Excerpted data below:
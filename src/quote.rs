//! Quote engine
//!
//! Computes the conversion rate and output amount for the working pair.
//! Local preconditions run first and issue zero network traffic when
//! violated; a valid request then reconciles the wallet (rebinding both
//! sides by structural key), fetches a fresh unit price per side, and
//! derives `rate = from_price / to_price`. Unit prices are never cached.
//!
//! Debouncing and last-issued-wins arbitration live in the session layer;
//! this engine is a plain async call.

use std::sync::Arc;

use crate::api::PriceProvider;
use crate::errors::{SwapError, SwapResult};
use crate::logger::{self, LogTag};
use crate::types::Token;
use crate::wallets::{rebind, WalletReconciler};

/// A computed conversion. The rebound tokens ride along so the caller can
/// adopt the freshly reconciled balances in the same state write.
#[derive(Debug, Clone)]
pub struct Quote {
    pub rate: f64,
    pub to_amount_text: String,
    pub from_token: Token,
    pub to_token: Token,
}

pub struct QuoteEngine {
    prices: Arc<dyn PriceProvider>,
    reconciler: Arc<WalletReconciler>,
}

impl QuoteEngine {
    pub fn new(prices: Arc<dyn PriceProvider>, reconciler: Arc<WalletReconciler>) -> Self {
        Self { prices, reconciler }
    }

    pub async fn quote(
        &self,
        wallet_id: &str,
        from: &Token,
        to: &Token,
        amount_text: &str,
    ) -> SwapResult<Quote> {
        let amount = parse_amount(amount_text)?;
        if amount > from.balance {
            return Err(SwapError::Validation(format!(
                "amount {} exceeds {} balance {}",
                amount, from.symbol, from.balance
            )));
        }

        // authoritative balances before any price math
        let wallet = self.reconciler.reconcile(wallet_id).await?;
        let from = rebind(&wallet, from).clone();
        let to = rebind(&wallet, to).clone();

        let from_price = self.prices.unit_price(&from.symbol, from.network).await?;
        let to_price = self.prices.unit_price(&to.symbol, to.network).await?;
        if to_price <= 0.0 || !to_price.is_finite() {
            return Err(SwapError::Provider {
                endpoint: "price".to_string(),
                message: format!("unusable price {} for {}", to_price, to.symbol),
            });
        }

        let rate = from_price / to_price;
        let to_amount = amount * rate;
        logger::debug(
            LogTag::Quote,
            &format!(
                "{} {} -> {} {} (rate {})",
                amount, from.symbol, to_amount, to.symbol, rate
            ),
        );

        Ok(Quote {
            rate,
            to_amount_text: format!("{:.6}", to_amount),
            from_token: from,
            to_token: to,
        })
    }
}

/// Parse an amount entered by the user. Non-negative finite decimals only.
pub fn parse_amount(text: &str) -> SwapResult<f64> {
    let trimmed = text.trim();
    if trimmed.is_empty() {
        return Err(SwapError::Validation("amount is empty".to_string()));
    }
    let amount: f64 = trimmed
        .parse()
        .map_err(|_| SwapError::Validation(format!("amount '{}' is not a number", trimmed)))?;
    if !amount.is_finite() || amount < 0.0 {
        return Err(SwapError::Validation(format!(
            "amount '{}' is out of range",
            trimmed
        )));
    }
    Ok(amount)
}
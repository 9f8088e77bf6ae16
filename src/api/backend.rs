//! Wallet backend client
//!
//! Covers the three custodial operations the engine needs: listing wallets
//! with fresh balances, tracking a new token in a wallet, and submitting a
//! swap to the execution service. Swap rejections come back as ok=false
//! bodies (sometimes on 4xx statuses) carrying `message` and `error_code`;
//! both shapes map to `SwapError::Backend`.

use async_trait::async_trait;
use serde::{Deserialize, Serialize};

use super::{ApiTransport, Envelope};
use crate::configs::Configs;
use crate::errors::{SwapError, SwapResult};
use crate::logger::{self, LogTag};
use crate::types::{Network, Wallet};

// =============================================================================
// TRAIT & WIRE TYPES
// =============================================================================

#[async_trait]
pub trait WalletBackend: Send + Sync {
    /// Fetch the full wallet list with current balances
    async fn get_wallets(&self) -> SwapResult<Vec<Wallet>>;

    /// Start tracking `contract` in the given wallet
    async fn add_token(&self, wallet: &Wallet, contract: &str) -> SwapResult<()>;

    /// Submit a swap for execution
    async fn submit_swap(
        &self,
        network: Network,
        submission: &SwapSubmission,
    ) -> SwapResult<SwapReceipt>;
}

/// Swap order as the execution service expects it. The amount is already
/// rounded to 9 decimals by the session before it gets here.
#[derive(Debug, Clone, Serialize)]
pub struct SwapSubmission {
    pub wallet_id: String,
    pub from_token_id: String,
    pub to_token_id: String,
    pub amount: f64,
    // the execution service expects this one field in camelCase
    #[serde(rename = "slippageBps")]
    pub slippage_bps: u32,
}

#[derive(Debug, Clone, Serialize, Deserialize)]
pub struct SwapReceipt {
    #[serde(default)]
    pub tx_ref: String,
}

// =============================================================================
// HTTP IMPLEMENTATION
// =============================================================================

pub struct HttpWalletBackend {
    transport: ApiTransport,
    base_url: String,
}

impl HttpWalletBackend {
    pub fn new(configs: &Configs) -> SwapResult<Self> {
        Ok(Self {
            transport: ApiTransport::new(configs.http.request_timeout_secs)?,
            base_url: configs
                .endpoints
                .backend_url
                .trim_end_matches('/')
                .to_string(),
        })
    }
}

#[derive(Debug, Serialize)]
struct AddTokenBody<'a> {
    wallet_address: &'a str,
    network: &'a str,
    contract: &'a str,
}

/// Flat response of POST /swap; unlike the listing endpoints it has no
/// `data` wrapper
#[derive(Debug, Deserialize)]
struct SwapResponse {
    ok: bool,
    #[serde(default)]
    tx_ref: Option<String>,
    #[serde(default)]
    message: Option<String>,
    #[serde(default)]
    error_code: Option<String>,
}

#[async_trait]
impl WalletBackend for HttpWalletBackend {
    async fn get_wallets(&self) -> SwapResult<Vec<Wallet>> {
        let url = format!("{}/wallets", self.base_url);
        let envelope: Envelope<Vec<Wallet>> = self.transport.get_json(&url).await?;
        let wallets = envelope.into_data(&url)?;
        logger::debug(
            LogTag::Wallet,
            &format!("Fetched {} wallets from backend", wallets.len()),
        );
        Ok(wallets)
    }

    async fn add_token(&self, wallet: &Wallet, contract: &str) -> SwapResult<()> {
        let url = format!("{}/wallets/{}/tokens", self.base_url, wallet.id);
        let body = AddTokenBody {
            wallet_address: &wallet.address,
            network: wallet.network.as_str(),
            contract,
        };
        let envelope: Envelope<serde_json::Value> =
            self.transport.post_json(&url, &body).await?;
        if envelope.ok {
            logger::info(
                LogTag::Wallet,
                &format!(
                    "Token {} now tracked in wallet {} ({})",
                    contract,
                    wallet.id,
                    wallet.network.as_str()
                ),
            );
            Ok(())
        } else {
            Err(SwapError::TokenNotFound {
                network: wallet.network,
                reference: contract.to_string(),
            })
        }
    }

    async fn submit_swap(
        &self,
        network: Network,
        submission: &SwapSubmission,
    ) -> SwapResult<SwapReceipt> {
        let url = format!("{}/swap", self.base_url);
        logger::info(
            LogTag::Api,
            &format!(
                "Submitting swap: wallet={} from={} to={} amount={} slippage_bps={}",
                submission.wallet_id,
                submission.from_token_id,
                submission.to_token_id,
                submission.amount,
                submission.slippage_bps
            ),
        );

        let response: SwapResponse = match self.transport.post_json(&url, submission).await {
            Ok(response) => response,
            // rejections may arrive as 4xx with the same JSON body
            Err(SwapError::Api {
                endpoint,
                status,
                body,
            }) => match serde_json::from_str::<SwapResponse>(&body) {
                Ok(response) => response,
                Err(_) => {
                    return Err(SwapError::Api {
                        endpoint,
                        status,
                        body,
                    })
                }
            },
            Err(e) => return Err(e),
        };

        if response.ok {
            let receipt = SwapReceipt {
                tx_ref: response.tx_ref.unwrap_or_default(),
            };
            logger::info(
                LogTag::Api,
                &format!("Swap accepted, tx_ref={}", receipt.tx_ref),
            );
            Ok(receipt)
        } else {
            let message = response
                .message
                .unwrap_or_else(|| "swap rejected".to_string());
            logger::warning(
                LogTag::Api,
                &format!(
                    "Swap rejected on {}: {} (code={:?})",
                    network.as_str(),
                    message,
                    response.error_code
                ),
            );
            Err(SwapError::Backend {
                network,
                message,
                error_code: response.error_code,
            })
        }
    }
}
//! Tagged logging for the swap engine
//!
//! Console logger with per-module debug control:
//! - Standard levels (Error/Warning/Info/Debug/Verbose)
//! - Debug output is opt-in per tag via --debug-<tag> flags
//! - --debug-all and --verbose widen the filter globally
//!
//! Call `logger::init()` once at startup; library code then logs through
//! the level functions:
//!
//! ```ignore
//! logger::info(LogTag::Session, "Swap session opened");
//! logger::debug(LogTag::Quote, "rate=2000 to_amount=2000.000000"); // --debug-quote
//! ```

use chrono::Local;
use colored::*;
use once_cell::sync::Lazy;
use std::collections::HashSet;
use std::io::{stdout, Write};
use std::sync::RwLock;

const TAG_WIDTH: usize = 9;

// =============================================================================
// LEVELS & TAGS
// =============================================================================

#[derive(Debug, Clone, Copy, PartialEq, Eq, PartialOrd, Ord)]
pub enum LogLevel {
    Error = 0,
    Warning = 1,
    Info = 2,
    Debug = 3,
    Verbose = 4,
}

impl LogLevel {
    pub fn as_str(&self) -> &'static str {
        match self {
            LogLevel::Error => "ERROR",
            LogLevel::Warning => "WARNING",
            LogLevel::Info => "INFO",
            LogLevel::Debug => "DEBUG",
            LogLevel::Verbose => "VERBOSE",
        }
    }
}

/// One tag per engine module
#[derive(Debug, Clone, Copy, PartialEq, Eq, Hash)]
pub enum LogTag {
    Session,
    Quote,
    Resolver,
    Market,
    Wallet,
    Fees,
    Api,
    System,
}

impl LogTag {
    pub fn as_str(&self) -> &'static str {
        match self {
            LogTag::Session => "SESSION",
            LogTag::Quote => "QUOTE",
            LogTag::Resolver => "RESOLVER",
            LogTag::Market => "MARKET",
            LogTag::Wallet => "WALLET",
            LogTag::Fees => "FEES",
            LogTag::Api => "API",
            LogTag::System => "SYSTEM",
        }
    }

    /// Key used in --debug-<key> command-line flags
    pub fn to_debug_key(&self) -> &'static str {
        match self {
            LogTag::Session => "session",
            LogTag::Quote => "quote",
            LogTag::Resolver => "resolver",
            LogTag::Market => "market",
            LogTag::Wallet => "wallet",
            LogTag::Fees => "fees",
            LogTag::Api => "api",
            LogTag::System => "system",
        }
    }

    fn colored(&self) -> ColoredString {
        let padded = format!("{:<width$}", self.as_str(), width = TAG_WIDTH);
        match self {
            LogTag::Session => padded.bright_cyan().bold(),
            LogTag::Quote => padded.bright_green().bold(),
            LogTag::Resolver => padded.bright_white().bold(),
            LogTag::Market => padded.bright_blue().bold(),
            LogTag::Wallet => padded.bright_magenta().bold(),
            LogTag::Fees => padded.bright_yellow().bold(),
            LogTag::Api => padded.bright_purple().bold(),
            LogTag::System => padded.yellow().bold(),
        }
    }
}

// =============================================================================
// CONFIGURATION
// =============================================================================

#[derive(Debug, Clone)]
pub struct LoggerConfig {
    pub min_level: LogLevel,
    pub debug_tags: HashSet<String>,
    pub debug_all: bool,
}

impl Default for LoggerConfig {
    fn default() -> Self {
        Self {
            min_level: LogLevel::Info,
            debug_tags: HashSet::new(),
            debug_all: false,
        }
    }
}

static LOGGER_CONFIG: Lazy<RwLock<LoggerConfig>> =
    Lazy::new(|| RwLock::new(LoggerConfig::default()));

/// Initialize from the process arguments. Call once at startup.
pub fn init() {
    let args: Vec<String> = std::env::args().collect();
    init_from_args(&args);
}

/// Parse --debug-<tag>, --debug-all, --verbose and --quiet flags
pub fn init_from_args(args: &[String]) {
    let mut config = LoggerConfig::default();
    for arg in args {
        match arg.as_str() {
            "--debug-all" => {
                config.debug_all = true;
                config.min_level = LogLevel::Debug;
            }
            "--verbose" => {
                config.min_level = LogLevel::Verbose;
                config.debug_all = true;
            }
            "--quiet" => {
                config.min_level = LogLevel::Warning;
            }
            other => {
                if let Some(key) = other.strip_prefix("--debug-") {
                    config.debug_tags.insert(key.to_string());
                }
            }
        }
    }
    if let Ok(mut current) = LOGGER_CONFIG.write() {
        *current = config;
    }
}

pub fn is_debug_enabled(tag: LogTag) -> bool {
    match LOGGER_CONFIG.read() {
        Ok(config) => config.debug_all || config.debug_tags.contains(tag.to_debug_key()),
        Err(_) => false,
    }
}

fn should_log(tag: LogTag, level: LogLevel) -> bool {
    // Errors always log
    if level == LogLevel::Error {
        return true;
    }
    let config = match LOGGER_CONFIG.read() {
        Ok(config) => config.clone(),
        Err(_) => return false,
    };
    if level == LogLevel::Debug || level == LogLevel::Verbose {
        return config.min_level >= level
            || config.debug_all
            || config.debug_tags.contains(tag.to_debug_key());
    }
    level <= config.min_level
}

// =============================================================================
// LEVEL FUNCTIONS
// =============================================================================

/// Always shown
pub fn error(tag: LogTag, message: &str) {
    log_internal(tag, LogLevel::Error, message);
}

/// Shown unless --quiet
pub fn warning(tag: LogTag, message: &str) {
    log_internal(tag, LogLevel::Warning, message);
}

/// Shown by default
pub fn info(tag: LogTag, message: &str) {
    log_internal(tag, LogLevel::Info, message);
}

/// Only shown with --debug-<tag> or --debug-all
pub fn debug(tag: LogTag, message: &str) {
    log_internal(tag, LogLevel::Debug, message);
}

/// Only shown with --verbose
pub fn verbose(tag: LogTag, message: &str) {
    log_internal(tag, LogLevel::Verbose, message);
}

fn log_internal(tag: LogTag, level: LogLevel, message: &str) {
    if !should_log(tag, level) {
        return;
    }

    let time = Local::now().format("%H:%M:%S").to_string();
    let level_str = match level {
        LogLevel::Error => level.as_str().bright_red().bold(),
        LogLevel::Warning => level.as_str().yellow().bold(),
        LogLevel::Info => level.as_str().normal(),
        LogLevel::Debug => level.as_str().dimmed(),
        LogLevel::Verbose => level.as_str().dimmed(),
    };

    let line = format!(
        "{} [{}] [{}] {}",
        time.dimmed(),
        tag.colored(),
        level_str,
        message
    );

    // Ignore broken pipes so piped output does not abort the process
    let mut out = stdout().lock();
    let _ = writeln!(out, "{}", line);
    let _ = out.flush();
}

#[cfg(test)]
mod tests {
    use super::*;

    // Single test: the config is a process-wide global and parallel test
    // threads must not fight over it.
    #[test]
    fn flag_parsing_controls_filtering() {
        init_from_args(&["swapcore".to_string(), "--debug-quote".to_string()]);
        assert!(is_debug_enabled(LogTag::Quote));
        assert!(!is_debug_enabled(LogTag::Wallet));

        init_from_args(&["swapcore".to_string(), "--debug-all".to_string()]);
        assert!(is_debug_enabled(LogTag::Api));
        assert!(is_debug_enabled(LogTag::Session));

        init_from_args(&["swapcore".to_string(), "--quiet".to_string()]);
        assert!(should_log(LogTag::System, LogLevel::Error));
        assert!(!should_log(LogTag::System, LogLevel::Info));

        init_from_args(&["swapcore".to_string()]);
        assert!(should_log(LogTag::System, LogLevel::Info));
        assert!(!should_log(LogTag::System, LogLevel::Debug));
    }
}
End of Excerpted data.
Problem requirements => Working through the records, find each line containing the word "assert" and copy it.

Response area =>
        assert!(is_debug_enabled(LogTag::Quote));
        assert!(!is_debug_enabled(LogTag::Wallet));
        assert!(is_debug_enabled(LogTag::Api));
        assert!(is_debug_enabled(LogTag::Session));
        assert!(should_log(LogTag::System, LogLevel::Error));
        assert!(!should_log(LogTag::System, LogLevel::Info));
        assert!(should_log(LogTag::System, LogLevel::Info));
        assert!(!should_log(LogTag::System, LogLevel::Debug));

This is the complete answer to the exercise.